Dataset excerpts:
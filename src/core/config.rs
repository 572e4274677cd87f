//! # Configuration Module
//!
//! Configuration for the gateway process: HTTP binding, the PokeAPI upstream,
//! the cache layer, list aggregation limits and logging.
//!
//! ## Key Features
//! - YAML configuration parsing with serde, every section optional
//! - Human-readable durations (`"24h"`, `"10s"`) through `humantime-serde`
//! - Environment variable overrides with the `POKEDEX_` prefix
//! - Validation with all problems reported at once

use serde::{Deserialize, Serialize};
use std::net::SocketAddr;
use std::path::Path;
use std::time::Duration;
use url::Url;

use crate::caching::CacheConfig;
use crate::core::error::{PokedexError, PokedexResult};
use crate::observability::logging::{LogConfig, LogFormat};

/// Main configuration structure
#[derive(Debug, Clone, Default, Serialize, Deserialize)]
#[serde(default)]
pub struct PokedexConfig {
    /// Public and admin HTTP servers
    pub server: ServerConfig,

    /// PokeAPI connection settings
    pub upstream: UpstreamConfig,

    /// Server-side cache settings
    pub cache: CacheConfig,

    /// List aggregation limits
    pub aggregator: AggregatorConfig,

    /// Logging settings
    pub logging: LogConfig,
}

impl PokedexConfig {
    /// Load configuration from a YAML file, then apply environment overrides
    pub async fn load_from_file<P: AsRef<Path>>(path: P) -> PokedexResult<Self> {
        let content = tokio::fs::read_to_string(path.as_ref()).await.map_err(|e| {
            PokedexError::config(format!(
                "Failed to read config file {}: {}",
                path.as_ref().display(),
                e
            ))
        })?;

        let mut config: PokedexConfig = serde_yaml::from_str(&content)
            .map_err(|e| PokedexError::config(format!("Failed to parse config: {}", e)))?;

        config.apply_env_overrides()?;
        config.validate()?;
        Ok(config)
    }

    /// Load from `path` when given, otherwise start from defaults
    pub async fn load(path: Option<&Path>) -> PokedexResult<Self> {
        match path {
            Some(path) => Self::load_from_file(path).await,
            None => {
                let mut config = Self::default();
                config.apply_env_overrides()?;
                config.validate()?;
                Ok(config)
            }
        }
    }

    /// Apply environment variable overrides to configuration
    ///
    /// Environment variables follow the pattern `POKEDEX_<SECTION>_<FIELD>`,
    /// for example `POKEDEX_UPSTREAM_BASE_URL=http://localhost:9000/api/v2`.
    pub fn apply_env_overrides(&mut self) -> PokedexResult<()> {
        self.apply_overrides_from(|name| std::env::var(name).ok())
    }

    /// Apply overrides from an arbitrary lookup function
    pub fn apply_overrides_from<F>(&mut self, lookup: F) -> PokedexResult<()>
    where
        F: Fn(&str) -> Option<String>,
    {
        if let Some(addr) = lookup("POKEDEX_SERVER_BIND_ADDRESS") {
            self.server.bind_addr = addr.parse().map_err(|e| {
                PokedexError::config(format!("Invalid POKEDEX_SERVER_BIND_ADDRESS: {}", e))
            })?;
        }

        if let Some(addr) = lookup("POKEDEX_ADMIN_BIND_ADDRESS") {
            self.server.admin_bind_addr = addr.parse().map_err(|e| {
                PokedexError::config(format!("Invalid POKEDEX_ADMIN_BIND_ADDRESS: {}", e))
            })?;
        }

        if let Some(base_url) = lookup("POKEDEX_UPSTREAM_BASE_URL") {
            self.upstream.base_url = base_url;
        }

        if let Some(ttl) = lookup("POKEDEX_CACHE_TTL") {
            self.cache.ttl = humantime::parse_duration(&ttl)
                .map_err(|e| PokedexError::config(format!("Invalid POKEDEX_CACHE_TTL: {}", e)))?;
        }

        if let Some(backend) = lookup("POKEDEX_CACHE_BACKEND") {
            self.cache.backend = backend.parse()?;
        }

        if let Some(url) = lookup("POKEDEX_REDIS_URL") {
            self.cache.redis.url = url;
        }

        if let Some(level) = lookup("POKEDEX_LOG_LEVEL") {
            self.logging.level = level;
        }

        if let Some(format) = lookup("POKEDEX_LOG_FORMAT") {
            self.logging.format = match format.to_lowercase().as_str() {
                "json" => LogFormat::Json,
                "text" => LogFormat::Text,
                other => {
                    return Err(PokedexError::config(format!(
                        "Invalid POKEDEX_LOG_FORMAT: {}",
                        other
                    )))
                }
            };
        }

        Ok(())
    }

    /// Validate the configuration, reporting every problem found
    pub fn validate(&self) -> PokedexResult<()> {
        let mut errors = Vec::new();

        if self.server.bind_addr == self.server.admin_bind_addr && self.server.bind_addr.port() != 0 {
            errors.push("bind_addr and admin_bind_addr must differ".to_string());
        }

        match Url::parse(&self.upstream.base_url) {
            Ok(url) if url.scheme() == "http" || url.scheme() == "https" => {}
            Ok(url) => errors.push(format!(
                "upstream base_url must be http(s), got scheme '{}'",
                url.scheme()
            )),
            Err(e) => errors.push(format!("upstream base_url is not a valid URL: {}", e)),
        }

        if self.upstream.connect_timeout.is_zero() {
            errors.push("upstream connect_timeout must be greater than 0".to_string());
        }

        if self.upstream.request_timeout < self.upstream.connect_timeout {
            errors.push("upstream request_timeout must not be shorter than connect_timeout".to_string());
        }

        if self.cache.ttl.is_zero() {
            errors.push("cache ttl must be greater than 0".to_string());
        }

        if self.cache.namespace.is_empty() {
            errors.push("cache namespace cannot be empty".to_string());
        }

        let agg = &self.aggregator;
        if agg.max_limit == 0 || agg.max_limit > 100 {
            errors.push(format!("aggregator max_limit must be within 1..=100, got {}", agg.max_limit));
        }
        if agg.default_limit == 0 || agg.default_limit > agg.max_limit {
            errors.push(format!(
                "aggregator default_limit must be within 1..={}, got {}",
                agg.max_limit, agg.default_limit
            ));
        }
        if agg.search_pool_size == 0 {
            errors.push("aggregator search_pool_size must be greater than 0".to_string());
        }
        if agg.detail_concurrency == 0 {
            errors.push("aggregator detail_concurrency must be greater than 0".to_string());
        }

        match self.logging.level.to_lowercase().as_str() {
            "trace" | "debug" | "info" | "warn" | "error" => {}
            _ => errors.push(format!("Invalid log level: {}", self.logging.level)),
        }

        if !errors.is_empty() {
            return Err(PokedexError::config(format!(
                "Configuration validation failed:\n{}",
                errors.join("\n")
            )));
        }

        Ok(())
    }
}

/// HTTP server configuration
#[derive(Debug, Clone, Serialize, Deserialize)]
#[serde(default)]
pub struct ServerConfig {
    /// Public API bind address
    pub bind_addr: SocketAddr,

    /// Cache administration bind address
    pub admin_bind_addr: SocketAddr,

    /// Name reported by the health endpoint
    pub service_name: String,

    /// Allow cross-origin requests from browsers
    pub cors_enabled: bool,
}

impl Default for ServerConfig {
    fn default() -> Self {
        Self {
            bind_addr: SocketAddr::from(([0, 0, 0, 0], 8000)),
            admin_bind_addr: SocketAddr::from(([127, 0, 0, 1], 8001)),
            service_name: "Pokedex API".to_string(),
            cors_enabled: true,
        }
    }
}

/// PokeAPI upstream configuration
#[derive(Debug, Clone, Serialize, Deserialize)]
#[serde(default)]
pub struct UpstreamConfig {
    /// Base URL, without trailing slash
    pub base_url: String,

    /// TCP connect timeout
    #[serde(with = "humantime_serde")]
    pub connect_timeout: Duration,

    /// Total request timeout
    #[serde(with = "humantime_serde")]
    pub request_timeout: Duration,

    /// User-Agent header sent upstream
    pub user_agent: String,
}

impl Default for UpstreamConfig {
    fn default() -> Self {
        Self {
            base_url: "https://pokeapi.co/api/v2".to_string(),
            connect_timeout: Duration::from_secs(10),
            request_timeout: Duration::from_secs(30),
            user_agent: "Pokedex-App/1.0".to_string(),
        }
    }
}

/// List aggregation limits
#[derive(Debug, Clone, Serialize, Deserialize)]
#[serde(default)]
pub struct AggregatorConfig {
    /// Page size when the request has none
    pub default_limit: u32,

    /// Largest accepted page size
    pub max_limit: u32,

    /// Number of index entries scanned by a search (starting at offset 0)
    pub search_pool_size: u32,

    /// Maximum detail fetches in flight for one page
    pub detail_concurrency: usize,

    /// Longest accepted search term
    pub max_search_length: usize,

    /// Pause between pages while warming the cache
    #[serde(with = "humantime_serde")]
    pub warm_page_delay: Duration,
}

impl Default for AggregatorConfig {
    fn default() -> Self {
        Self {
            default_limit: 20,
            max_limit: 100,
            search_pool_size: 200,
            detail_concurrency: 10,
            max_search_length: 255,
            warm_page_delay: Duration::from_millis(100),
        }
    }
}

#[cfg(test)]
mod tests {
    use super::*;
    use crate::caching::CacheBackend;
    use std::collections::HashMap;

    #[test]
    fn test_defaults_are_valid() {
        let config = PokedexConfig::default();
        assert!(config.validate().is_ok());
        assert_eq!(config.upstream.base_url, "https://pokeapi.co/api/v2");
        assert_eq!(config.cache.ttl, Duration::from_secs(86400));
        assert_eq!(config.aggregator.search_pool_size, 200);
    }

    #[test]
    fn test_overrides() {
        let vars: HashMap<&str, &str> = [
            ("POKEDEX_UPSTREAM_BASE_URL", "http://localhost:9999/api/v2"),
            ("POKEDEX_CACHE_TTL", "1h"),
            ("POKEDEX_CACHE_BACKEND", "redis"),
            ("POKEDEX_REDIS_URL", "redis://cache:6379"),
            ("POKEDEX_LOG_FORMAT", "text"),
        ]
        .into_iter()
        .collect();

        let mut config = PokedexConfig::default();
        config
            .apply_overrides_from(|name| vars.get(name).map(|v| v.to_string()))
            .unwrap();

        assert_eq!(config.upstream.base_url, "http://localhost:9999/api/v2");
        assert_eq!(config.cache.ttl, Duration::from_secs(3600));
        assert_eq!(config.cache.backend, CacheBackend::Redis);
        assert_eq!(config.cache.redis.url, "redis://cache:6379");
        assert!(matches!(config.logging.format, LogFormat::Text));
    }

    #[test]
    fn test_invalid_override_is_rejected() {
        let mut config = PokedexConfig::default();
        let result = config.apply_overrides_from(|name| {
            (name == "POKEDEX_CACHE_TTL").then(|| "forever".to_string())
        });
        assert!(matches!(result, Err(PokedexError::Configuration { .. })));
    }

    #[test]
    fn test_validation_collects_errors() {
        let mut config = PokedexConfig::default();
        config.upstream.base_url = "ftp://example.com".to_string();
        config.aggregator.max_limit = 500;
        config.logging.level = "loud".to_string();

        let err = config.validate().unwrap_err().to_string();
        assert!(err.contains("http(s)"));
        assert!(err.contains("max_limit"));
        assert!(err.contains("Invalid log level"));
    }

    #[test]
    fn test_partial_yaml() {
        let yaml = r#"
upstream:
  base_url: "http://pokeapi.local/api/v2"
  request_timeout: 5s
cache:
  ttl: 10m
"#;
        let config: PokedexConfig = serde_yaml::from_str(yaml).unwrap();
        assert_eq!(config.upstream.base_url, "http://pokeapi.local/api/v2");
        assert_eq!(config.upstream.request_timeout, Duration::from_secs(5));
        assert_eq!(config.upstream.connect_timeout, Duration::from_secs(10));
        assert_eq!(config.cache.ttl, Duration::from_secs(600));
        assert_eq!(config.aggregator.default_limit, 20);
    }
}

■ Exercise prompt ■
Above are the records; copy every line in them that holds the word "push".

■ Solution for this problem ■
            errors.push("bind_addr and admin_bind_addr must differ".to_string());
            Ok(url) => errors.push(format!(
            Err(e) => errors.push(format!("upstream base_url is not a valid URL: {}", e)),
            errors.push("upstream connect_timeout must be greater than 0".to_string());
            errors.push("upstream request_timeout must not be shorter than connect_timeout".to_string());
            errors.push("cache ttl must be greater than 0".to_string());
            errors.push("cache namespace cannot be empty".to_string());
            errors.push(format!("aggregator max_limit must be within 1..=100, got {}", agg.max_limit));
            errors.push(format!(
            errors.push("aggregator search_pool_size must be greater than 0".to_string());
            errors.push("aggregator detail_concurrency must be greater than 0".to_string());
            _ => errors.push(format!("Invalid log level: {}", self.logging.level)),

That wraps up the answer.